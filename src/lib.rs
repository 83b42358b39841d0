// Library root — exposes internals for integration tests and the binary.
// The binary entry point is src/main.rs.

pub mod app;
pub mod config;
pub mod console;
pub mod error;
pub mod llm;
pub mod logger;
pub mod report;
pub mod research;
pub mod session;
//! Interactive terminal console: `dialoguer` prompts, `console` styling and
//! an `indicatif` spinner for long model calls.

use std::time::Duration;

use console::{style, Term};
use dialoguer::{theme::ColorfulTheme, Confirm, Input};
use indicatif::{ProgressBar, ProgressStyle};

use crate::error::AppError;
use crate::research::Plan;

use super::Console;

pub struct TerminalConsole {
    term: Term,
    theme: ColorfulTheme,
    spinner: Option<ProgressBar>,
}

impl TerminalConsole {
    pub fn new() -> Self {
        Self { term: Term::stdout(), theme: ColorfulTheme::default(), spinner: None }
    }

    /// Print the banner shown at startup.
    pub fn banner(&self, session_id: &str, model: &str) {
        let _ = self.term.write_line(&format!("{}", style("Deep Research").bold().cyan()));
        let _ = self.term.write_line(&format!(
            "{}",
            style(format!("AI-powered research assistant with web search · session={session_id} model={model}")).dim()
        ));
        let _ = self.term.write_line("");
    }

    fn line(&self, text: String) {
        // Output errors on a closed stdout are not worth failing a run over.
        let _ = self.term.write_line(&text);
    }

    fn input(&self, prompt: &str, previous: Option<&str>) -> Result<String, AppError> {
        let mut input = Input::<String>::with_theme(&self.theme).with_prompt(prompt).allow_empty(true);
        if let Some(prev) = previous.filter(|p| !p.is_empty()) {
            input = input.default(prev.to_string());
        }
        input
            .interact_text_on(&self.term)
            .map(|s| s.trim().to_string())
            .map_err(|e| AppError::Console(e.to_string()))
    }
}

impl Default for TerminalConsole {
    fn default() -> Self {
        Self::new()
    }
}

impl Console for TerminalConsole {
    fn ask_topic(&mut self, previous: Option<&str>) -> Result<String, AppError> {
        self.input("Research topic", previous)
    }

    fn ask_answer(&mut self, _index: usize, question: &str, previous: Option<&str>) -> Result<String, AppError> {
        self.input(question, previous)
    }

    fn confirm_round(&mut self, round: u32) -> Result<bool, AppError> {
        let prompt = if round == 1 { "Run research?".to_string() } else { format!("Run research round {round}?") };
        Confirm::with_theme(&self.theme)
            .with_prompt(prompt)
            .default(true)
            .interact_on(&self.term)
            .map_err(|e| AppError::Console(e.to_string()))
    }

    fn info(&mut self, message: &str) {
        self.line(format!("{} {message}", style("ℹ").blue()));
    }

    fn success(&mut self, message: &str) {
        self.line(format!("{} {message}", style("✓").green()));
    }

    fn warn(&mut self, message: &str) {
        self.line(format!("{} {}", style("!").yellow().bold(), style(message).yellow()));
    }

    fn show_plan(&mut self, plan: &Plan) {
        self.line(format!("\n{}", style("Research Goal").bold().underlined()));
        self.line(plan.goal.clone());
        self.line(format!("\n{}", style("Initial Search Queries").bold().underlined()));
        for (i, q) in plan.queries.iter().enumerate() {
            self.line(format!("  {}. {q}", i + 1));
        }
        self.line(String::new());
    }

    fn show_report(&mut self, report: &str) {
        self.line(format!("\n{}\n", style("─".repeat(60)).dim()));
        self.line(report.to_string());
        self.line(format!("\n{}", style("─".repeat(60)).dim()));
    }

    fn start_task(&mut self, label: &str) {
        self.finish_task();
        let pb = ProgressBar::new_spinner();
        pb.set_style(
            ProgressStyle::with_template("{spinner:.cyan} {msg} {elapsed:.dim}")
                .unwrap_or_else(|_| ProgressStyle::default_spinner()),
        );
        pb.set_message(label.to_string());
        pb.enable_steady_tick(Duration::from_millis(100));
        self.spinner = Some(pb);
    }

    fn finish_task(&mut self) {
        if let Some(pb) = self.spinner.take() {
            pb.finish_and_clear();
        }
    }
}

...

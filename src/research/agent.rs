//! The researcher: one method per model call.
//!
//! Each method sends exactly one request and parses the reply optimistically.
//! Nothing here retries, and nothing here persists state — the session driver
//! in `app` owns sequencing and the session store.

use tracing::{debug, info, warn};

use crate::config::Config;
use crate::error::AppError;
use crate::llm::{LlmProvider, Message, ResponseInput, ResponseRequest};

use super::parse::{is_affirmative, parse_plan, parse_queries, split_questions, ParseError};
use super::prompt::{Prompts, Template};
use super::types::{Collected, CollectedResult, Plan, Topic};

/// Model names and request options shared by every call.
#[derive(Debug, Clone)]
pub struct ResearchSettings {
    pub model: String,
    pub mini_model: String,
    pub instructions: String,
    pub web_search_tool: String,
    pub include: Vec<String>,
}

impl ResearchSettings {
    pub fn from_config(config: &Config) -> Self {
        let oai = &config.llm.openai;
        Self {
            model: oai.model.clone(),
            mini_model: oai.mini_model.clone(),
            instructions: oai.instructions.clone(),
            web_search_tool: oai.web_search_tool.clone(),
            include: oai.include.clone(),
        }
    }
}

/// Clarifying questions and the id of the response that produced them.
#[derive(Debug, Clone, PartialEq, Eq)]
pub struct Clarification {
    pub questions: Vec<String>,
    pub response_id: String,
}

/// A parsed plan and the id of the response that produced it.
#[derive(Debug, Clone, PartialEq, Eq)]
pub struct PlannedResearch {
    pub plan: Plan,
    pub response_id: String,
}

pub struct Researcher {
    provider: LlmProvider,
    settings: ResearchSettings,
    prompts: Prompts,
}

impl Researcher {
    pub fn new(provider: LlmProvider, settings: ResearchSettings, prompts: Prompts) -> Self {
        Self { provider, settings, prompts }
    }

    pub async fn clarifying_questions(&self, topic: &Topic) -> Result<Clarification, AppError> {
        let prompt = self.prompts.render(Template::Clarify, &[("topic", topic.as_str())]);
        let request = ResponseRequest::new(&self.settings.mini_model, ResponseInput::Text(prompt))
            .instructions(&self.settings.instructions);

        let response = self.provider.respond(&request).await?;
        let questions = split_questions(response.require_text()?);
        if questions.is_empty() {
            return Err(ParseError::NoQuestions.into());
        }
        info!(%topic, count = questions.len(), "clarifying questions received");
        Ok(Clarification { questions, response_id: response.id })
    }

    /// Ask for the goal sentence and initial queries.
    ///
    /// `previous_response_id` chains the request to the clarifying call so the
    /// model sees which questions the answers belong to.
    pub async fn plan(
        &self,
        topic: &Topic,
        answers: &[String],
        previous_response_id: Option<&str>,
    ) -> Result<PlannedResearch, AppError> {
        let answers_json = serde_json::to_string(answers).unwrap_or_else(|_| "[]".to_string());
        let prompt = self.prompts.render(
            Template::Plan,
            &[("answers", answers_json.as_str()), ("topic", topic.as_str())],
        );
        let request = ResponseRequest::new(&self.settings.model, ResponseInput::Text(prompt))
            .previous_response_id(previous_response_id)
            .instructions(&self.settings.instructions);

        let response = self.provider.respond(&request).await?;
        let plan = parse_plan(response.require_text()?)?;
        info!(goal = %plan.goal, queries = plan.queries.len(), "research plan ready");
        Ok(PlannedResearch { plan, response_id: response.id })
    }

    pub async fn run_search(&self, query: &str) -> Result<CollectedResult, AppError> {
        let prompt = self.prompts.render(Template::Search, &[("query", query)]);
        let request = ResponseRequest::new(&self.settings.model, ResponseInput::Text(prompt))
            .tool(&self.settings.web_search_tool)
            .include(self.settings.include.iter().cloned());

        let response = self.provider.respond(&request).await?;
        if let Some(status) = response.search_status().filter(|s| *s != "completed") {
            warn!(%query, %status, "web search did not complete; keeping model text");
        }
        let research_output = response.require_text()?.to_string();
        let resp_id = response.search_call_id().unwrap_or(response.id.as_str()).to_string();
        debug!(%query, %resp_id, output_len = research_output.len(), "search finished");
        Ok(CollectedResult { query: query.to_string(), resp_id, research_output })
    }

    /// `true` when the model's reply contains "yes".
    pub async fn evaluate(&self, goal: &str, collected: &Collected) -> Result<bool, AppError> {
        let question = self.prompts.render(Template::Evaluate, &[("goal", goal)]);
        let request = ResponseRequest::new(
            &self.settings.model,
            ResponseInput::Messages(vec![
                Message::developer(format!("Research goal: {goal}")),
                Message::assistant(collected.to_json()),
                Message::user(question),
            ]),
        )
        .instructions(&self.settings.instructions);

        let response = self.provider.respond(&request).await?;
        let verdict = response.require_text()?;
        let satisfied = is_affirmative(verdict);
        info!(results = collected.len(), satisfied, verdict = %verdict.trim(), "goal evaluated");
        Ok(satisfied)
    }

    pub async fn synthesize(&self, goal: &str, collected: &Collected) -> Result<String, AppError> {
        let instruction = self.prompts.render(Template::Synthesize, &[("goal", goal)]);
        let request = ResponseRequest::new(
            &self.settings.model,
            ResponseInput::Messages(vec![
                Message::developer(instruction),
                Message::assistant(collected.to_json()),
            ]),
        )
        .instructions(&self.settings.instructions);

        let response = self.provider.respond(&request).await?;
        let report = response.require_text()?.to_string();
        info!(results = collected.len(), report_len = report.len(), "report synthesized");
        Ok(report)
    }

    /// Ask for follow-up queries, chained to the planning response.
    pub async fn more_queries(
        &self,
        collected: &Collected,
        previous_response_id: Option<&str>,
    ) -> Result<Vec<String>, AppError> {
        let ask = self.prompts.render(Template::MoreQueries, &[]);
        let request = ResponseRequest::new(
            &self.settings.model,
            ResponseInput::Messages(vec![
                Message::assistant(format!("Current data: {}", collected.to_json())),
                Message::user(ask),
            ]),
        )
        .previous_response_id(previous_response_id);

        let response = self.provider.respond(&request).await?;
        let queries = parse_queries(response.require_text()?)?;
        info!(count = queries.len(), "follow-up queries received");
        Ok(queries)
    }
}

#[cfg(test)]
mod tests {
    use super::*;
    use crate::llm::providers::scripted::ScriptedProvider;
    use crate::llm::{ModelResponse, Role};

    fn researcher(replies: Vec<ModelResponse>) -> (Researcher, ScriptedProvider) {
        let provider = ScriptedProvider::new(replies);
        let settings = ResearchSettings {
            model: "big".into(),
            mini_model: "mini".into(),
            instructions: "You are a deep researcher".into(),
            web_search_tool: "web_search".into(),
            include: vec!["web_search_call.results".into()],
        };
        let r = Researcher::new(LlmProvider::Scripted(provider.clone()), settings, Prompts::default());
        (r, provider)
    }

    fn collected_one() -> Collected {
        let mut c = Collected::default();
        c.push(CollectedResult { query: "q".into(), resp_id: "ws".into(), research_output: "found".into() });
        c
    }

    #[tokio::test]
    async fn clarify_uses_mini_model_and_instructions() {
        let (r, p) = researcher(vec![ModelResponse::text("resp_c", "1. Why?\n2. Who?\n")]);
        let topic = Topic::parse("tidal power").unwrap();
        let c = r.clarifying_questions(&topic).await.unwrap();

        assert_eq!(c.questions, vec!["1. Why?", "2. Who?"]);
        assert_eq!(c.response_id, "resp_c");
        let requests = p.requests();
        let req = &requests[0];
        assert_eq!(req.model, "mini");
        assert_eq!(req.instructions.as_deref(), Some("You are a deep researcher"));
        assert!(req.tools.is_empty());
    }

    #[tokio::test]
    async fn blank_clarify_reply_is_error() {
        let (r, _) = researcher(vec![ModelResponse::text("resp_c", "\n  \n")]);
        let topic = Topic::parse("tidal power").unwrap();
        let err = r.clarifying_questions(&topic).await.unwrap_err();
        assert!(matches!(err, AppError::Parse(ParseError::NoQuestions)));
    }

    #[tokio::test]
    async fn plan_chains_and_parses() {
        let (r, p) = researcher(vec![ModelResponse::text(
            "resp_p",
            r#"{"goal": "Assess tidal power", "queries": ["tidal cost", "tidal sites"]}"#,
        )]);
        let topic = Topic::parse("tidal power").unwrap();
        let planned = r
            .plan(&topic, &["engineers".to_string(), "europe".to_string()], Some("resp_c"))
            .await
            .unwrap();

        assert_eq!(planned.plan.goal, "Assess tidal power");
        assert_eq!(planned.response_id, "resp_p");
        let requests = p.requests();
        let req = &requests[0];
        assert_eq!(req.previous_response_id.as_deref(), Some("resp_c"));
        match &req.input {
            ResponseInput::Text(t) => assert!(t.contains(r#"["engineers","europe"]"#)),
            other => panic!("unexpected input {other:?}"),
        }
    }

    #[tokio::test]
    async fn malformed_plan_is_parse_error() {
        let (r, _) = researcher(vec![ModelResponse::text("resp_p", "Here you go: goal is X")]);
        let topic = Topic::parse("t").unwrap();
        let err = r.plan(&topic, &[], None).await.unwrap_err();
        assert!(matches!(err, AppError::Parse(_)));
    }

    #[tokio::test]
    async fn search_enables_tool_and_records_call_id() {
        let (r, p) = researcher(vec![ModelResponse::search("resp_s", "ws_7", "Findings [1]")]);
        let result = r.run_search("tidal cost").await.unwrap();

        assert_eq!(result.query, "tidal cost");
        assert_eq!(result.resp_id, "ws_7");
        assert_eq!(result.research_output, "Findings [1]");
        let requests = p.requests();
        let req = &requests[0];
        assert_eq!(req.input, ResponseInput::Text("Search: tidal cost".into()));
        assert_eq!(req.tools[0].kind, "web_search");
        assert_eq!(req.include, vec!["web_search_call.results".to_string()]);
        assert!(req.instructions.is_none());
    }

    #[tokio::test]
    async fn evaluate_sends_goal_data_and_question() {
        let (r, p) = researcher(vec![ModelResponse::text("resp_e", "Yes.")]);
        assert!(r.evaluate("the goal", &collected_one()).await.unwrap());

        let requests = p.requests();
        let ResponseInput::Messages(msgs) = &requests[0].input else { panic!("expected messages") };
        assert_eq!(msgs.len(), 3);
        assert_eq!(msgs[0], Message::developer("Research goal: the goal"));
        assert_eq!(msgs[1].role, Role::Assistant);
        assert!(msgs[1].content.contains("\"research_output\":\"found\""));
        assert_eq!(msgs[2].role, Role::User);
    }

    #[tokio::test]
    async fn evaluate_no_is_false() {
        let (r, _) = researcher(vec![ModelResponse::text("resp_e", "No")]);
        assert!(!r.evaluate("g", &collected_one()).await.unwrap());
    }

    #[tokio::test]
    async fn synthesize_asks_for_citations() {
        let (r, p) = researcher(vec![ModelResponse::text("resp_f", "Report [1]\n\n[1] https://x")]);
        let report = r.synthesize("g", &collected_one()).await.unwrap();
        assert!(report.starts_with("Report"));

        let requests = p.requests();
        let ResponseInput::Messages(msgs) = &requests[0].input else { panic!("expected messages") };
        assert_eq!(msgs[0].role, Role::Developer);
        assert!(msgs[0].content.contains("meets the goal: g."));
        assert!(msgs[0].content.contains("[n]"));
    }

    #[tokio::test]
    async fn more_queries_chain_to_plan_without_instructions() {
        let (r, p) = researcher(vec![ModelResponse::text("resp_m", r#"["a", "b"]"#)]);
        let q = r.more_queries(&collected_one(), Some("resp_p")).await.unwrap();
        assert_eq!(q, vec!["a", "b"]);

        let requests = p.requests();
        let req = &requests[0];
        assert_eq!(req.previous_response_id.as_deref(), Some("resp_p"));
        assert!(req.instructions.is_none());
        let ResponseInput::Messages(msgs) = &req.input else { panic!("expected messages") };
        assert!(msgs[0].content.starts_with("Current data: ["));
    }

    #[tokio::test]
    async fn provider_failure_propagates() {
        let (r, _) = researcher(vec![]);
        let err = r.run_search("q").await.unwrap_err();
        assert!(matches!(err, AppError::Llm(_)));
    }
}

§ **TASK REQUIREMENTS**
Can you repeat, word for word, every line above from the one containing "question: &str, previous: Option<&str>)" down to the one containing "fn confirm_round(&mut self, round: u32)", including both?

§ **RESPONSE TO THIS TASK**
    fn ask_answer(&mut self, _index: usize, question: &str, previous: Option<&str>) -> Result<String, AppError> {
        self.input(question, previous)
    }

    fn confirm_round(&mut self, round: u32) -> Result<bool, AppError> {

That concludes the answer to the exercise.